Sara Spencer Washington (June 17, 1883 – March 23, 1953) was the founder of Apex News and Hair Company and was honored at the 1939 New York World's Fair as one of the "Most Distinguished Businesswomen" for her Apex empire of beauty products, schools, and publishing. Washington gave back to her community and fought back against racial discrimination, whether delivering coal to her neighbors in Atlantic City, New Jersey or building the Apex Golf Club, one of the first African-American owned golf courses in the nation.

== Early life==
Sarah Elizabeth Phillips was born in the Norfolk, Virginia neighborhood of Berkley on June 17, 1883, to Ellen Phillips. As a girl, she attended public schools in the Berkley area before going to the Lincoln Preparatory School in Philadelphia, Pennsylvania and Norfolk Mission College in Norfolk, Virginia. Many sources claim that Washington studied business at Northwestern College and at Columbia University, but archival records cannot verify this.
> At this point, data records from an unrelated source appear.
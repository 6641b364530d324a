//! In-memory doubles for the gateway's collaborators

use async_trait::async_trait;
use rumqttc::QoS;
use std::collections::VecDeque;
use std::sync::atomic::{AtomicBool, AtomicUsize, Ordering};
use std::sync::{Arc, Mutex};
use std::time::Duration;
use tokio::sync::watch;

use crate::channel::{Channel, ChannelError, HostId, HostSet};
use crate::mqtt::{BrokerClient, BrokerError};
use crate::system::{
    Indicator, MemoryProbe, MemoryUsage, NetworkMonitor, Restarter, TimeError, TimeSource,
};

/// Ordered record of externally visible effects, shared between doubles
#[derive(Clone, Default)]
pub struct Journal(Arc<Mutex<Vec<String>>>);

impl Journal {
    pub fn push(&self, entry: impl Into<String>) {
        self.0.lock().unwrap().push(entry.into());
    }

    pub fn entries(&self) -> Vec<String> {
        self.0.lock().unwrap().clone()
    }

    pub fn position(&self, entry: &str) -> Option<usize> {
        self.entries().iter().position(|e| e == entry)
    }

    pub fn count(&self, entry: &str) -> usize {
        self.entries().iter().filter(|e| *e == entry).count()
    }
}

/// Polls `condition` until it holds or a second has passed
pub async fn eventually(condition: impl Fn() -> bool) -> bool {
    for _ in 0..1000 {
        if condition() {
            return true;
        }
        tokio::time::sleep(Duration::from_millis(1)).await;
    }
    condition()
}

pub struct MockChannel {
    name: String,
    inbound: Mutex<VecDeque<(HostId, String)>>,
    sent: Mutex<Vec<(HostId, String)>>,
    running: AtomicBool,
    hosts: HostSet,
    journal: Journal,
}

impl MockChannel {
    pub fn new(name: &str, journal: &Journal) -> Arc<Self> {
        Arc::new(Self {
            name: name.to_string(),
            inbound: Mutex::new(VecDeque::new()),
            sent: Mutex::new(Vec::new()),
            running: AtomicBool::new(false),
            hosts: HostSet::new(),
            journal: journal.clone(),
        })
    }

    /// Queues a line as if `host` had sent it
    pub fn inject(&self, host: &str, line: &str) {
        self.inbound
            .lock()
            .unwrap()
            .push_back((HostId::new(host), line.to_string()));
    }

    /// Makes `host` known without any traffic
    pub fn know(&self, host: &str) {
        self.hosts.observe(&HostId::new(host));
    }

    pub fn sent_to(&self, host: &str) -> Vec<String> {
        let host = HostId::new(host);
        self.sent
            .lock()
            .unwrap()
            .iter()
            .filter(|(h, _)| *h == host)
            .map(|(_, line)| line.clone())
            .collect()
    }
}

#[async_trait]
impl Channel for MockChannel {
    fn name(&self) -> &str {
        &self.name
    }

    async fn start(&self) -> Result<(), ChannelError> {
        self.running.store(true, Ordering::SeqCst);
        Ok(())
    }

    async fn send(&self, host: &HostId, payload: &str) -> Result<(), ChannelError> {
        if !self.is_running() {
            return Err(ChannelError::NotRunning(self.name.clone()));
        }
        self.hosts.observe(host);
        self.journal
            .push(format!("{}:{} <- {}", self.name, host, payload));
        self.sent
            .lock()
            .unwrap()
            .push((host.clone(), payload.to_string()));
        Ok(())
    }

    async fn await_message(&self, poll_interval: Duration) -> Option<(HostId, String)> {
        while self.is_running() {
            let next = self.inbound.lock().unwrap().pop_front();
            if let Some((host, line)) = next {
                self.hosts.observe(&host);
                return Some((host, line));
            }
            tokio::time::sleep(poll_interval).await;
        }
        None
    }

    fn stop(&self) {
        self.running.store(false, Ordering::SeqCst);
    }

    fn is_running(&self) -> bool {
        self.running.load(Ordering::SeqCst)
    }

    fn hosts(&self) -> Vec<HostId> {
        self.hosts.snapshot()
    }
}

#[derive(Default)]
pub struct MockBroker {
    journal: Journal,
    connected: AtomicBool,
    connects: AtomicUsize,
    /// Connect attempts still to fail; `usize::MAX` fails forever
    failing_connects: AtomicUsize,
    fail_requests: AtomicBool,
    pub published: Mutex<Vec<(String, String, bool, QoS)>>,
    pub subscribed: Mutex<Vec<(String, QoS)>>,
}

impl MockBroker {
    pub fn new(journal: &Journal) -> Arc<Self> {
        Arc::new(Self {
            journal: journal.clone(),
            ..Default::default()
        })
    }

    pub fn fail_connects(&self, count: usize) {
        self.failing_connects.store(count, Ordering::SeqCst);
    }

    pub fn fail_requests(&self, fail: bool) {
        self.fail_requests.store(fail, Ordering::SeqCst);
    }

    pub fn connects(&self) -> usize {
        self.connects.load(Ordering::SeqCst)
    }

    pub fn drop_connection(&self) {
        self.connected.store(false, Ordering::SeqCst);
    }
}

#[async_trait]
impl BrokerClient for MockBroker {
    async fn connect(&self) -> Result<(), BrokerError> {
        self.connects.fetch_add(1, Ordering::SeqCst);
        let failing = self.failing_connects.load(Ordering::SeqCst);
        if failing > 0 {
            if failing != usize::MAX {
                self.failing_connects.store(failing - 1, Ordering::SeqCst);
            }
            return Err(BrokerError::Connect("connection refused".to_string()));
        }
        self.connected.store(true, Ordering::SeqCst);
        self.journal.push("connect");
        Ok(())
    }

    async fn publish(
        &self,
        topic: &str,
        payload: &str,
        retain: bool,
        qos: QoS,
    ) -> Result<(), BrokerError> {
        if self.fail_requests.load(Ordering::SeqCst) {
            return Err(BrokerError::Request("broker hiccup".to_string()));
        }
        self.journal.push(format!("publish {}", topic));
        self.published.lock().unwrap().push((
            topic.to_string(),
            payload.to_string(),
            retain,
            qos,
        ));
        Ok(())
    }

    async fn subscribe(&self, topic: &str, qos: QoS) -> Result<(), BrokerError> {
        if self.fail_requests.load(Ordering::SeqCst) {
            return Err(BrokerError::Request("broker hiccup".to_string()));
        }
        self.journal.push(format!("subscribe {}", topic));
        self.subscribed
            .lock()
            .unwrap()
            .push((topic.to_string(), qos));
        Ok(())
    }

    fn is_connected(&self) -> bool {
        self.connected.load(Ordering::SeqCst)
    }
}

pub struct MockNetwork {
    wifi: watch::Sender<bool>,
    reachable: AtomicBool,
}

impl MockNetwork {
    pub fn new(wifi_up: bool) -> Arc<Self> {
        let (wifi, _) = watch::channel(wifi_up);
        Arc::new(Self {
            wifi,
            reachable: AtomicBool::new(wifi_up),
        })
    }

    pub fn set_wifi(&self, up: bool) {
        self.wifi.send_replace(up);
        self.reachable.store(up, Ordering::SeqCst);
    }

    pub fn set_reachable(&self, reachable: bool) {
        self.reachable.store(reachable, Ordering::SeqCst);
    }
}

#[async_trait]
impl NetworkMonitor for MockNetwork {
    fn subscribe(&self) -> watch::Receiver<bool> {
        self.wifi.subscribe()
    }

    async fn is_reachable(&self) -> bool {
        self.reachable.load(Ordering::SeqCst)
    }
}

/// Clock answering with a fixed time, or timing out when `None`
pub struct FixedClock {
    now: Option<u64>,
    pub queries: AtomicUsize,
}

impl FixedClock {
    pub fn new(now: Option<u64>) -> Arc<Self> {
        Arc::new(Self {
            now,
            queries: AtomicUsize::new(0),
        })
    }
}

#[async_trait]
impl TimeSource for FixedClock {
    async fn now(&self) -> Result<u64, TimeError> {
        self.queries.fetch_add(1, Ordering::SeqCst);
        self.now
            .ok_or(TimeError::Timeout(Duration::from_millis(1)))
    }
}

pub struct FixedMemory(pub MemoryUsage);

#[async_trait]
impl MemoryProbe for FixedMemory {
    async fn usage(&self) -> std::io::Result<MemoryUsage> {
        Ok(self.0)
    }
}

#[derive(Default)]
pub struct RecordingIndicator {
    pub states: Mutex<Vec<bool>>,
}

impl Indicator for RecordingIndicator {
    fn set(&self, on: bool) {
        self.states.lock().unwrap().push(on);
    }
}

#[derive(Default)]
pub struct CountingRestarter {
    journal: Journal,
    restarts: AtomicUsize,
}

impl CountingRestarter {
    pub fn new(journal: &Journal) -> Arc<Self> {
        Arc::new(Self {
            journal: journal.clone(),
            restarts: AtomicUsize::new(0),
        })
    }

    pub fn restarts(&self) -> usize {
        self.restarts.load(Ordering::SeqCst)
    }
}

impl Restarter for CountingRestarter {
    fn restart(&self) {
        self.journal.push("restart");
        self.restarts.fetch_add(1, Ordering::SeqCst);
    }
}
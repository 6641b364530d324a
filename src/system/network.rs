use async_trait::async_trait;
use std::path::{Path, PathBuf};
use std::time::Duration;
use tokio::sync::watch;
use tokio::task::JoinHandle;
use tokio_util::sync::CancellationToken;
use tracing::{debug, info};

use super::NetworkMonitor;

/// Reads the link state from `/sys/class/net/<interface>/operstate`
pub struct SysfsNetworkMonitor {
    reach_host: String,
    reach_timeout: Duration,
    state: watch::Receiver<bool>,
}

impl SysfsNetworkMonitor {
    /// Starts polling `interface` every `poll`; stops when `token` is cancelled
    pub fn start(
        interface: &str,
        reach_host: impl Into<String>,
        poll: Duration,
        token: CancellationToken,
    ) -> (Self, JoinHandle<()>) {
        let (tx, rx) = watch::channel(false);
        let path = operstate_path(interface);
        let interface = interface.to_string();

        let handle = tokio::spawn(async move {
            loop {
                let up = read_link_state(&path).await;
                let changed = tx.send_if_modified(|current| {
                    if *current != up {
                        *current = up;
                        true
                    } else {
                        false
                    }
                });
                if changed {
                    info!("Interface {} is {}", interface, if up { "up" } else { "down" });
                }

                tokio::select! {
                    _ = token.cancelled() => break,
                    _ = tokio::time::sleep(poll) => {}
                }
            }
            debug!("Network monitor for {} stopped", interface);
        });

        let monitor = Self {
            reach_host: reach_host.into(),
            reach_timeout: Duration::from_secs(2),
            state: rx,
        };
        (monitor, handle)
    }
}

#[async_trait]
impl NetworkMonitor for SysfsNetworkMonitor {
    fn subscribe(&self) -> watch::Receiver<bool> {
        self.state.clone()
    }

    async fn is_reachable(&self) -> bool {
        if !*self.state.borrow() {
            return false;
        }
        let lookup = tokio::net::lookup_host((self.reach_host.as_str(), 53));
        match tokio::time::timeout(self.reach_timeout, lookup).await {
            Ok(Ok(mut addrs)) => addrs.next().is_some(),
            Ok(Err(e)) => {
                debug!("Lookup of {} failed: {}", self.reach_host, e);
                false
            }
            Err(_) => {
                debug!("Lookup of {} timed out", self.reach_host);
                false
            }
        }
    }
}

fn operstate_path(interface: &str) -> PathBuf {
    PathBuf::from("/sys/class/net").join(interface).join("operstate")
}

async fn read_link_state(path: &Path) -> bool {
    match tokio::fs::read_to_string(path).await {
        Ok(content) => parse_operstate(&content),
        Err(_) => false,
    }
}

/// Interprets the content of an `operstate` file. Some wireless drivers
/// never leave "unknown" while carrying traffic, so that counts as up.
pub fn parse_operstate(content: &str) -> bool {
    matches!(content.trim(), "up" | "unknown")
}
use tracing::error;

use super::Restarter;

/// Exits the process; the service manager brings the gateway back up
pub struct ProcessRestart {
    exit_code: i32,
}

impl ProcessRestart {
    pub fn new(exit_code: i32) -> Self {
        Self { exit_code }
    }
}

impl Restarter for ProcessRestart {
    fn restart(&self) {
        error!("Restarting gateway (exit code {})", self.exit_code);
        std::process::exit(self.exit_code);
    }
}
Sara first discovered a passion for haircare when she worked as a dressmaker in York, Pennsylvania. Returning to Norfolk, she opened a salon before enrolling in Marie E. Joyce's School and completing a course in 1912. In 1913, she opened her own small salon in Atlantic City, New Jersey.

== Career ==
In 1913, Washington founded the Apex News and Hair Company in Atlantic City, New Jersey and began her career as a cosmetics entrepreneur. She experimented with a variety of cosmetic products, targeting the market of African American women. While she started in a one-room beauty shop, she grew her business into an empire by working in her beauty salon during the day and canvassing for her cosmetic products at night.

The Apex Company encompassed a variety of products, from pressing oils, hot combs, and pomades for hair to perfumes, beauty creams, and lipsticks. Washington recognized the value in the beauty industry and considered it one of the best professions to enter. She is known for saying, "As long as there are women in the world, there will be beauty establishments."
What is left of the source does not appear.